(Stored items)
*-*-*
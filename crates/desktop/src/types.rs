//! Shared presentation types.
//!
//! These are transient read views: they copy what a screen needs out of the
//! store and never hold a reference back into it.

use serde::{Deserialize, Serialize};

use freshmart_inventory::Product;

/// Column headings of every product table.
pub const PRODUCT_COLUMNS: [&str; 5] = ["Name", "Category", "Expiry Date", "Stock", "Supplier"];

/// One product as displayed in a table.
#[derive(Debug, Clone, PartialEq, Eq, Serialize, Deserialize)]
pub struct ProductRow {
    pub name: String,
    pub category: String,
    pub expiry_date: String,
    pub stock: u32,
    pub supplier: String,
}

impl ProductRow {
    /// Cell values in [`PRODUCT_COLUMNS`] order.
    pub fn cells(&self) -> [String; 5] {
        [
            self.name.clone(),
            self.category.clone(),
            self.expiry_date.clone(),
            self.stock.to_string(),
            self.supplier.clone(),
        ]
    }
}

impl From<&Product> for ProductRow {
    fn from(product: &Product) -> Self {
        Self {
            name: product.name().to_string(),
            category: product.category().to_string(),
            expiry_date: product.expiry_date().to_string(),
            stock: product.stock_quantity().units(),
            supplier: product.supplier().to_string(),
        }
    }
}

/// Screens reachable from the menu.
#[derive(Debug, Clone, PartialEq, Eq, Serialize, Deserialize)]
#[serde(tag = "screen", content = "term", rename_all = "snake_case")]
pub enum Screen {
    Dashboard,
    AllProducts,
    Search(String),
    ExpiringSoon,
    LowStock,
    AddProduct,
    UpdateStock,
}

#[derive(Debug, Clone, Copy, PartialEq, Eq, Serialize, Deserialize)]
#[serde(rename_all = "lowercase")]
pub enum NotificationLevel {
    Info,
    Warning,
    Error,
}

impl NotificationLevel {
    pub fn title(&self) -> &'static str {
        match self {
            NotificationLevel::Info => "Success",
            NotificationLevel::Warning => "Warning",
            NotificationLevel::Error => "Error",
        }
    }
}

/// User-facing outcome of an action.
#[derive(Debug, Clone, PartialEq, Eq, Serialize, Deserialize)]
pub struct Notification {
    pub level: NotificationLevel,
    pub message: String,
}

impl Notification {
    pub fn info(message: impl Into<String>) -> Self {
        Self {
            level: NotificationLevel::Info,
            message: message.into(),
        }
    }

    pub fn warning(message: impl Into<String>) -> Self {
        Self {
            level: NotificationLevel::Warning,
            message: message.into(),
        }
    }

    pub fn error(message: impl Into<String>) -> Self {
        Self {
            level: NotificationLevel::Error,
            message: message.into(),
        }
    }

    pub fn title(&self) -> &'static str {
        self.level.title()
    }
}

impl core::fmt::Display for Notification {
    fn fmt(&self, f: &mut core::fmt::Formatter<'_>) -> core::fmt::Result {
        write!(f, "[{}] {}", self.title(), self.message)
    }
}

#[cfg(test)]
mod tests {
    use super::*;
    use chrono::NaiveDate;
    use freshmart_inventory::{ExpiryDate, StockQuantity};

    #[test]
    fn row_copies_product_fields() {
        let product = Product::new(
            "Milk",
            "Dairy",
            ExpiryDate::new(NaiveDate::from_ymd_opt(2026, 10, 21).unwrap()),
            StockQuantity::new(15),
            "ABC Dairy",
        );
        let row = ProductRow::from(&product);
        assert_eq!(
            row.cells(),
            ["Milk", "Dairy", "2026-10-21", "15", "ABC Dairy"].map(String::from)
        );
    }

    #[test]
    fn notification_display_uses_level_title() {
        assert_eq!(
            Notification::info("Product added successfully!").to_string(),
            "[Success] Product added successfully!"
        );
        assert_eq!(Notification::warning("x").title(), "Warning");
        assert_eq!(Notification::error("x").title(), "Error");
    }
}
//! Occupancy model: how many minute buckets one job run covers

/// Seconds per occupied bucket.
///
/// One second short of a minute, absorbing the one-second lookback of the
/// firing check. Every derived span depends on this value.
pub const OCCUPANCY_DIVISOR_SECS: f64 = 59.0;

/// Number of buckets a firing occupies, starting at its firing bucket
///
/// `ceil(average_duration_secs / 59)`, never less than 1.
pub fn occupied_buckets(average_duration_secs: f64) -> usize {
    let buckets = (average_duration_secs / OCCUPANCY_DIVISOR_SECS).ceil();
    if buckets.is_nan() || buckets < 1.0 {
        1
    } else {
        buckets as usize
    }
}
*-*-*
PROBLEM DESCRIPTION.
Reproduce the data in full, precisely as given.

WRITTEN ANSWER.
filename crates/desktop/src/types.rs
//! Shared presentation types.
//!
//! These are transient read views: they copy what a screen needs out of the
//! store and never hold a reference back into it.

use serde::{Deserialize, Serialize};

use freshmart_inventory::Product;

/// Column headings of every product table.
pub const PRODUCT_COLUMNS: [&str; 5] = ["Name", "Category", "Expiry Date", "Stock", "Supplier"];

/// One product as displayed in a table.
#[derive(Debug, Clone, PartialEq, Eq, Serialize, Deserialize)]
pub struct ProductRow {
    pub name: String,
    pub category: String,
    pub expiry_date: String,
    pub stock: u32,
    pub supplier: String,
}

impl ProductRow {
    /// Cell values in [`PRODUCT_COLUMNS`] order.
    pub fn cells(&self) -> [String; 5] {
        [
            self.name.clone(),
            self.category.clone(),
            self.expiry_date.clone(),
            self.stock.to_string(),
            self.supplier.clone(),
        ]
    }
}

impl From<&Product> for ProductRow {
    fn from(product: &Product) -> Self {
        Self {
            name: product.name().to_string(),
            category: product.category().to_string(),
            expiry_date: product.expiry_date().to_string(),
            stock: product.stock_quantity().units(),
            supplier: product.supplier().to_string(),
        }
    }
}

/// Screens reachable from the menu.
#[derive(Debug, Clone, PartialEq, Eq, Serialize, Deserialize)]
#[serde(tag = "screen", content = "term", rename_all = "snake_case")]
pub enum Screen {
    Dashboard,
    AllProducts,
    Search(String),
    ExpiringSoon,
    LowStock,
    AddProduct,
    UpdateStock,
}

#[derive(Debug, Clone, Copy, PartialEq, Eq, Serialize, Deserialize)]
#[serde(rename_all = "lowercase")]
pub enum NotificationLevel {
    Info,
    Warning,
    Error,
}

impl NotificationLevel {
    pub fn title(&self) -> &'static str {
        match self {
            NotificationLevel::Info => "Success",
            NotificationLevel::Warning => "Warning",
            NotificationLevel::Error => "Error",
        }
    }
}

/// User-facing outcome of an action.
#[derive(Debug, Clone, PartialEq, Eq, Serialize, Deserialize)]
pub struct Notification {
    pub level: NotificationLevel,
    pub message: String,
}

impl Notification {
    pub fn info(message: impl Into<String>) -> Self {
        Self {
            level: NotificationLevel::Info,
            message: message.into(),
        }
    }

    pub fn warning(message: impl Into<String>) -> Self {
        Self {
            level: NotificationLevel::Warning,
            message: message.into(),
        }
    }

    pub fn error(message: impl Into<String>) -> Self {
        Self {
            level: NotificationLevel::Error,
            message: message.into(),
        }
    }

    pub fn title(&self) -> &'static str {
        self.level.title()
    }
}

impl core::fmt::Display for Notification {
    fn fmt(&self, f: &mut core::fmt::Formatter<'_>) -> core::fmt::Result {
        write!(f, "[{}] {}", self.title(), self.message)
    }
}

#[cfg(test)]
mod tests {
    use super::*;
    use chrono::NaiveDate;
    use freshmart_inventory::{ExpiryDate, StockQuantity};

    #[test]
    fn row_copies_product_fields() {
        let product = Product::new(
            "Milk",
            "Dairy",
            ExpiryDate::new(NaiveDate::from_ymd_opt(2026, 10, 21).unwrap()),
            StockQuantity::new(15),
            "ABC Dairy",
        );
        let row = ProductRow::from(&product);
        assert_eq!(
            row.cells(),
            ["Milk", "Dairy", "2026-10-21", "15", "ABC Dairy"].map(String::from)
        );
    }

    #[test]
    fn notification_display_uses_level_title() {
        assert_eq!(
            Notification::info("Product added successfully!").to_string(),
            "[Success] Product added successfully!"
        );
        assert_eq!(Notification::warning("x").title(), "Warning");
        assert_eq!(Notification::error("x").title(), "Error");
    }
}
//! Occupancy model: how many minute buckets one job run covers

/// Seconds per occupied bucket.
///
/// One second short of a minute, absorbing the one-second lookback of the
/// firing check. Every derived span depends on this value.
pub const OCCUPANCY_DIVISOR_SECS: f64 = 59.0;

/// Number of buckets a firing occupies, starting at its firing bucket
///
/// `ceil(average_duration_secs / 59)`, never less than 1.
pub fn occupied_buckets(average_duration_secs: f64) -> usize {
    let buckets = (average_duration_secs / OCCUPANCY_DIVISOR_SECS).ceil();
    if buckets.is_nan() || buckets < 1.0 {
        1
    } else {
        buckets as usize
    }
}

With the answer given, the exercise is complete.